**REQUIRED ACTION**
Take the lines below beginning at the line that has "building from scratch." and stopping after the line that has "pub fn contains(&self, p: Vec3<T>)", and print them exactly as they are, with no other lines.

**THE RECORDS**
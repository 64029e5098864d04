//! Axis-aligned bounding box, adapted from `lasgun::space::bounds::Bounds3`
//! (same `lo`/`hi` corner pair and componentwise-min/max plumbing) and
//! generalised with the distance/overlap queries the BVH needs.
use cgmath::BaseFloat;
use super::{ Vec3, Vec3Ext, min, max, clamp };
use super::bounding_volume::BoundingVolume;

/// Axis-aligned bounding box: a pair `(lo, hi)` with `lo[d] <= hi[d]` on
/// every axis.
#[derive(Debug, Copy, Clone, PartialEq)]
pub struct Aabb<T: BaseFloat> {
    pub lo: Vec3<T>,
    pub hi: Vec3<T>,
}

impl<T: BaseFloat> Aabb<T> {
    /// The empty box: any union with it is a no-op, any point's distance to
    /// it is `+infinity`. Used as the fold seed when building from scratch.
    #[inline]
    pub fn empty() -> Self {
        Aabb { lo: Vec3::max_value(), hi: Vec3::min_value() }
    }

    #[inline]
    pub fn new(lo: Vec3<T>, hi: Vec3<T>) -> Self {
        Aabb {
            lo: lo.componentwise_min(&hi),
            hi: lo.componentwise_max(&hi),
        }
    }

    #[inline]
    pub fn union(&self, other: &Self) -> Self {
        Aabb {
            lo: self.lo.componentwise_min(&other.lo),
            hi: self.hi.componentwise_max(&other.hi),
        }
    }

    #[inline]
    pub fn union_point(&self, p: Vec3<T>) -> Self {
        Aabb {
            lo: self.lo.componentwise_min(&p),
            hi: self.hi.componentwise_max(&p),
        }
    }

    #[inline]
    pub fn diagonal(&self) -> Vec3<T> {
        self.hi - self.lo
    }

    #[inline]
    pub fn contains(&self, p: Vec3<T>) -> bool {
        p.x >= self.lo.x && p.x <= self.hi.x &&
        p.y >= self.lo.y && p.y <= self.hi.y &&
        p.z >= self.lo.z && p.z <= self.hi.z
    }

    /// Index of the axis along which this box is widest.
    #[inline]
    pub fn maximum_extent(&self) -> usize {
        self.diagonal().max_dir()
    }

    /// Map a point into `[0, 1]^3` relative to this box (used by the
    /// space-filling-curve grid normalisation in `crate::sfc`).
    #[inline]
    pub fn offset(&self, p: Vec3<T>) -> Vec3<T> {
        let d = self.diagonal();
        let o = p - self.lo;
        Vec3::new(
            if d.x > T::zero() { o.x / d.x } else { T::zero() },
            if d.y > T::zero() { o.y / d.y } else { T::zero() },
            if d.z > T::zero() { o.z / d.z } else { T::zero() },
        )
    }
}

impl<T: BaseFloat> BoundingVolume<T> for Aabb<T> {
    fn from_points(points: &[Vec3<T>]) -> Self {
        points.iter().fold(Aabb::empty(), |b, &p| b.union_point(p))
    }

    fn from_volumes(volumes: &[Self]) -> Self {
        volumes.iter().fold(Aabb::empty(), |b, v| b.union(v))
    }

    #[inline]
    fn centroid(&self) -> Vec3<T> {
        let half = T::one() / (T::one() + T::one());
        self.lo + self.diagonal() * half
    }

    #[inline]
    fn volume(&self) -> T {
        let d = self.diagonal();
        max(d.x, T::zero()) * max(d.y, T::zero()) * max(d.z, T::zero())
    }

    #[inline]
    fn area(&self) -> T {
        let d = self.diagonal();
        let two = T::one() + T::one();
        two * (d.x * d.y + d.y * d.z + d.z * d.x)
    }

    #[inline]
    fn intersects(&self, other: &Self) -> bool {
        self.lo.x <= other.hi.x && self.hi.x >= other.lo.x &&
        self.lo.y <= other.hi.y && self.hi.y >= other.lo.y &&
        self.lo.z <= other.hi.z && self.hi.z >= other.lo.z
    }

    /// Euclidean distance from `p` to the box, via per-axis clamping: zero
    /// inside, otherwise the length of the vector from `p` to its closest
    /// point on the box.
    fn distance(&self, p: Vec3<T>) -> T {
        let cx = clamp(p.x, self.lo.x, self.hi.x);
        let cy = clamp(p.y, self.lo.y, self.hi.y);
        let cz = clamp(p.z, self.lo.z, self.hi.z);
        let dx = p.x - cx;
        let dy = p.y - cy;
        let dz = p.z - cz;
        (dx * dx + dy * dy + dz * dz).sqrt()
    }

    /// Product of per-axis clamped overlaps.
    fn overlapping_volume(&self, other: &Self) -> T {
        let ox = max(T::zero(), min(self.hi.x, other.hi.x) - max(self.lo.x, other.lo.x));
        let oy = max(T::zero(), min(self.hi.y, other.hi.y) - max(self.lo.y, other.lo.y));
        let oz = max(T::zero(), min(self.hi.z, other.hi.z) - max(self.lo.z, other.lo.z));
        ox * oy * oz
    }
}

#[cfg(test)]
mod tests {
    use super::*;

    #[test]
    fn encloses_its_own_points() {
        let pts = vec![
            Vec3::new(0.0, 0.0, 0.0),
            Vec3::new(1.0, 2.0, -1.0),
            Vec3::new(-3.0, 0.5, 4.0),
        ];
        let b = Aabb::from_points(&pts);
        for &p in &pts {
            assert!(b.distance(p) < 1e-12, "box must enclose its generating points");
        }
    }

    #[test]
    fn distance_is_lower_bound() {
        let b = Aabb::new(Vec3::new(-1.0, -1.0, -1.0), Vec3::new(1.0, 1.0, 1.0));
        let p = Vec3::new(2.0, 2.0, 0.0);
        assert!((b.distance(p) - 2f64.sqrt()).abs() < 1e-9);
        assert_eq!(b.distance(Vec3::new(0.0, 0.0, 0.0)), 0.0);
    }

    #[test]
    fn volume_and_union() {
        let a = Aabb::new(Vec3::new(0.0, 0.0, 0.0), Vec3::new(1.0, 1.0, 1.0));
        let b = Aabb::new(Vec3::new(2.0, 2.0, 2.0), Vec3::new(3.0, 3.0, 3.0));
        assert_eq!(a.volume(), 1.0);

        let u = a.union(&b);
        assert!(u.contains(a.lo) && u.contains(a.hi));
        assert!(u.contains(b.lo) && u.contains(b.hi));
    }

    #[test]
    fn overlapping_volume_of_disjoint_boxes_is_zero() {
        let a = Aabb::new(Vec3::new(0.0, 0.0, 0.0), Vec3::new(1.0, 1.0, 1.0));
        let b = Aabb::new(Vec3::new(5.0, 5.0, 5.0), Vec3::new(6.0, 6.0, 6.0));
        assert_eq!(a.overlapping_volume(&b), 0.0);
    }
}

**EXERCISE ANSWER**
    /// it is `+infinity`. Used as the fold seed when building from scratch.
    #[inline]
    pub fn empty() -> Self {
        Aabb { lo: Vec3::max_value(), hi: Vec3::min_value() }
    }

    #[inline]
    pub fn new(lo: Vec3<T>, hi: Vec3<T>) -> Self {
        Aabb {
            lo: lo.componentwise_min(&hi),
            hi: lo.componentwise_max(&hi),
        }
    }

    #[inline]
    pub fn union(&self, other: &Self) -> Self {
        Aabb {
            lo: self.lo.componentwise_min(&other.lo),
            hi: self.hi.componentwise_max(&other.hi),
        }
    }

    #[inline]
    pub fn union_point(&self, p: Vec3<T>) -> Self {
        Aabb {
            lo: self.lo.componentwise_min(&p),
            hi: self.hi.componentwise_max(&p),
        }
    }

    #[inline]
    pub fn diagonal(&self) -> Vec3<T> {
        self.hi - self.lo
    }

    #[inline]
    pub fn contains(&self, p: Vec3<T>) -> bool {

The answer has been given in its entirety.